Elo provides stable baseline. Recent form and statistics provide sensitivity to change. Combined, they capture both permanence and change.
In Summary
- Elo rating system is a simple yet effective approach to ranking football teams and predicting outcomes.
- Each team has a rating that updates based on match results.
- Unexpected results cause larger rating changes.
- Elo works well without detailed statistics, making it valuable for lower divisions.
- Complex models outperform Elo in top leagues where rich data is available.
- Variants exist addressing football-specific issues (draws, home advantage, time decay).
- Elo advantages include simplicity, interpretability, and stability.
- Elo limitations include slow adaptation to changes, ignoring injuries, and assumption of rating stability.
- Elo is best used in lower divisions or as a component in ensemble models.
- For top-league prediction with comprehensive data, machine learning models typically outperform basic Elo.
Frequently Asked Questions
What K-factor should I use for football? For top leagues, K=50-100. For lower divisions with more volatility, K=100-150. The higher the K, the more ratings fluctuate. Test different values on your data.

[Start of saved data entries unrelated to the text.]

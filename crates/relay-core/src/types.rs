use serde::{Deserialize, Serialize};
use serde_json::Value;

use crate::error::{RelayError, Result};

/// Metadata key that suppresses text message output when `false`.
pub const EMIT_MESSAGES_KEY: &str = "copilotkit:emit-messages";

/// Metadata key that suppresses action execution output when `false`.
pub const EMIT_TOOL_CALLS_KEY: &str = "copilotkit:emit-tool-calls";

/// One raw event from the execution engine's stream.
///
/// `data` is kept as raw JSON; handlers decode the part they need so that a
/// malformed payload fails only the handler that touches it.
#[derive(Debug, Clone, Default, Serialize, Deserialize)]
pub struct EngineEvent {
    pub event: String,

    #[serde(default, skip_serializing_if = "Option::is_none")]
    pub run_id: Option<String>,

    #[serde(default, skip_serializing_if = "Option::is_none")]
    pub name: Option<String>,

    #[serde(default, skip_serializing_if = "Option::is_none")]
    pub metadata: Option<EventMetadata>,

    #[serde(default, skip_serializing_if = "Value::is_null")]
    pub data: Value,
}

impl EngineEvent {
    pub fn new(event: impl Into<String>) -> Self {
        Self {
            event: event.into(),
            ..Self::default()
        }
    }

    pub fn with_run_id(mut self, run_id: impl Into<String>) -> Self {
        self.run_id = Some(run_id.into());
        self
    }

    pub fn with_name(mut self, name: impl Into<String>) -> Self {
        self.name = Some(name.into());
        self
    }

    pub fn with_metadata(mut self, metadata: EventMetadata) -> Self {
        self.metadata = Some(metadata);
        self
    }

    /// Attach a token-delta chunk as `data.chunk`.
    pub fn with_chunk(mut self, chunk: Value) -> Self {
        self.data = serde_json::json!({ "chunk": chunk });
        self
    }

    /// Per-event text suppression flag, if the engine set one.
    pub fn emit_messages(&self) -> Option<bool> {
        self.metadata.as_ref().and_then(|m| m.emit_messages)
    }

    /// Per-event action suppression flag, if the engine set one.
    pub fn emit_tool_calls(&self) -> Option<bool> {
        self.metadata.as_ref().and_then(|m| m.emit_tool_calls)
    }

    /// Node this event belongs to: the event name, else the node recorded in metadata.
    pub fn node_name(&self) -> Option<&str> {
        self.name
            .as_deref()
            .or_else(|| self.metadata.as_ref()?.langgraph_node.as_deref())
            .filter(|n| !n.is_empty())
    }

    /// Decode the token-delta chunk at `data.chunk`.
    pub fn chunk(&self) -> Result<MessageChunk> {
        let raw = self
            .data
            .get("chunk")
            .filter(|c| !c.is_null())
            .ok_or_else(|| {
                RelayError::MalformedEvent(format!("'{}' event carries no chunk", self.event))
            })?;
        serde_json::from_value(raw.clone()).map_err(|e| {
            RelayError::MalformedEvent(format!("'{}' chunk could not be decoded: {e}", self.event))
        })
    }
}

/// Engine-supplied metadata attached to an event.
#[derive(Debug, Clone, Default, Serialize, Deserialize)]
pub struct EventMetadata {
    #[serde(
        rename = "copilotkit:emit-messages",
        default,
        skip_serializing_if = "Option::is_none"
    )]
    pub emit_messages: Option<bool>,

    #[serde(
        rename = "copilotkit:emit-tool-calls",
        default,
        skip_serializing_if = "Option::is_none"
    )]
    pub emit_tool_calls: Option<bool>,

    #[serde(default, skip_serializing_if = "Option::is_none")]
    pub langgraph_node: Option<String>,

    /// Everything else the engine attaches; carried but not interpreted.
    #[serde(flatten)]
    pub extra: serde_json::Map<String, Value>,
}

/// An incremental fragment of model output.
#[derive(Debug, Clone, Default, Serialize, Deserialize)]
pub struct MessageChunk {
    /// Message id assigned by the engine, adopted for the output unit when present.
    #[serde(default, skip_serializing_if = "Option::is_none")]
    pub id: Option<String>,

    #[serde(default, skip_serializing_if = "Option::is_none")]
    pub content: Option<MessageContent>,

    #[serde(default, skip_serializing_if = "Option::is_none")]
    pub tool_call_chunks: Option<Vec<ToolCallChunk>>,

    #[serde(default, skip_serializing_if = "Option::is_none")]
    pub response_metadata: Option<ResponseMetadata>,
}

impl MessageChunk {
    /// The tool-call descriptor carried by this chunk (first entry only).
    pub fn tool_call(&self) -> Option<&ToolCallChunk> {
        self.tool_call_chunks.as_deref().and_then(|c| c.first())
    }

    /// Completion marker: the reason generation stopped, on the final chunk.
    pub fn finish_reason(&self) -> Option<&str> {
        self.response_metadata.as_ref()?.finish_reason.as_deref()
    }
}

/// Tool-call descriptor streamed inside a chunk.
#[derive(Debug, Clone, Default, Serialize, Deserialize)]
pub struct ToolCallChunk {
    #[serde(default, skip_serializing_if = "Option::is_none")]
    pub id: Option<String>,

    #[serde(default, skip_serializing_if = "Option::is_none")]
    pub name: Option<String>,

    /// A string fragment of JSON arguments, or an already-parsed value.
    #[serde(default, skip_serializing_if = "Option::is_none")]
    pub args: Option<Value>,

    #[serde(default, skip_serializing_if = "Option::is_none")]
    pub index: Option<u32>,
}

impl ToolCallChunk {
    /// Tool name, when present and non-empty.
    pub fn name(&self) -> Option<&str> {
        self.name.as_deref().filter(|n| !n.is_empty())
    }

    /// Argument payload rendered as text. String fragments pass through,
    /// other JSON values are serialized. Empty fragments count as absent.
    pub fn args_text(&self) -> Option<String> {
        match self.args.as_ref()? {
            Value::Null => None,
            Value::String(s) if s.is_empty() => None,
            Value::String(s) => Some(s.clone()),
            other => Some(other.to_string()),
        }
    }
}

#[derive(Debug, Clone, Default, Serialize, Deserialize)]
pub struct ResponseMetadata {
    #[serde(default, skip_serializing_if = "Option::is_none")]
    pub finish_reason: Option<String>,

    #[serde(flatten)]
    pub extra: serde_json::Map<String, Value>,
}

/// Polymorphic message content: a plain string, a list of typed blocks, or
/// something else entirely (kept so that decoding never fails on shape alone).
#[derive(Debug, Clone, PartialEq, Serialize, Deserialize)]
#[serde(untagged)]
pub enum MessageContent {
    Text(String),
    Blocks(Vec<ContentBlock>),
    Other(Value),
}

/// One element of a block list. Only `text` blocks carry renderable text;
/// any element that is not a well-formed text block is kept as raw JSON so
/// one odd element never hides the rest of the list.
#[derive(Debug, Clone, PartialEq, Serialize, Deserialize)]
#[serde(untagged)]
pub enum ContentBlock {
    Text(TextBlock),
    Other(Value),
}

impl ContentBlock {
    pub fn text(text: impl Into<String>) -> Self {
        Self::Text(TextBlock {
            kind: TextBlockKind::Text,
            text: text.into(),
        })
    }
}

/// `{"type": "text", "text": ...}`
#[derive(Debug, Clone, PartialEq, Serialize, Deserialize)]
pub struct TextBlock {
    #[serde(rename = "type")]
    pub kind: TextBlockKind,
    pub text: String,
}

#[derive(Debug, Clone, Copy, PartialEq, Eq, Serialize, Deserialize)]
pub enum TextBlockKind {
    #[serde(rename = "text")]
    Text,
}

How do I start with teams that have no history? Typically use 1600 as default. For promoted teams, you might use the rating they had in their previous league, adjusting for league level difference.
Should I use Elo if I have detailed statistics available? Probably not as your primary model. Machine learning incorporating statistics outperforms Elo. However, Elo as one component in an ensemble can add value.
Can I combine Elo with home advantage? Yes. Calculate Elo normally, then apply home advantage adjustment (typically 50-150 rating points depending on league) when making predictions.
How long until Elo ratings stabilise? New teams' ratings stabilise after 20-30 matches against diverse opposition. Teams with long histories (20+ seasons) are quite stable. Volatile teams with frequent changes to strategy or squad never fully stabilise.
Should I decay old matches? Yes, ideally. A match from 10 years ago is less relevant than one from 10 weeks ago. Apply exponential or linear decay to older matches' influence.
How accurate is Elo for football? 55-60% on match outcome prediction in top leagues. Good but not exceptional. Machine learning outperforms Elo when data is available. In lower divisions or with limited history, Elo performs reasonably well.
Can Elo predict draws? Basic Elo assumes binary outcomes. Variants exist for draws. One approach: probability of team A win minus probability of team B win equals draw probability. More sophisticated variants model draws separately.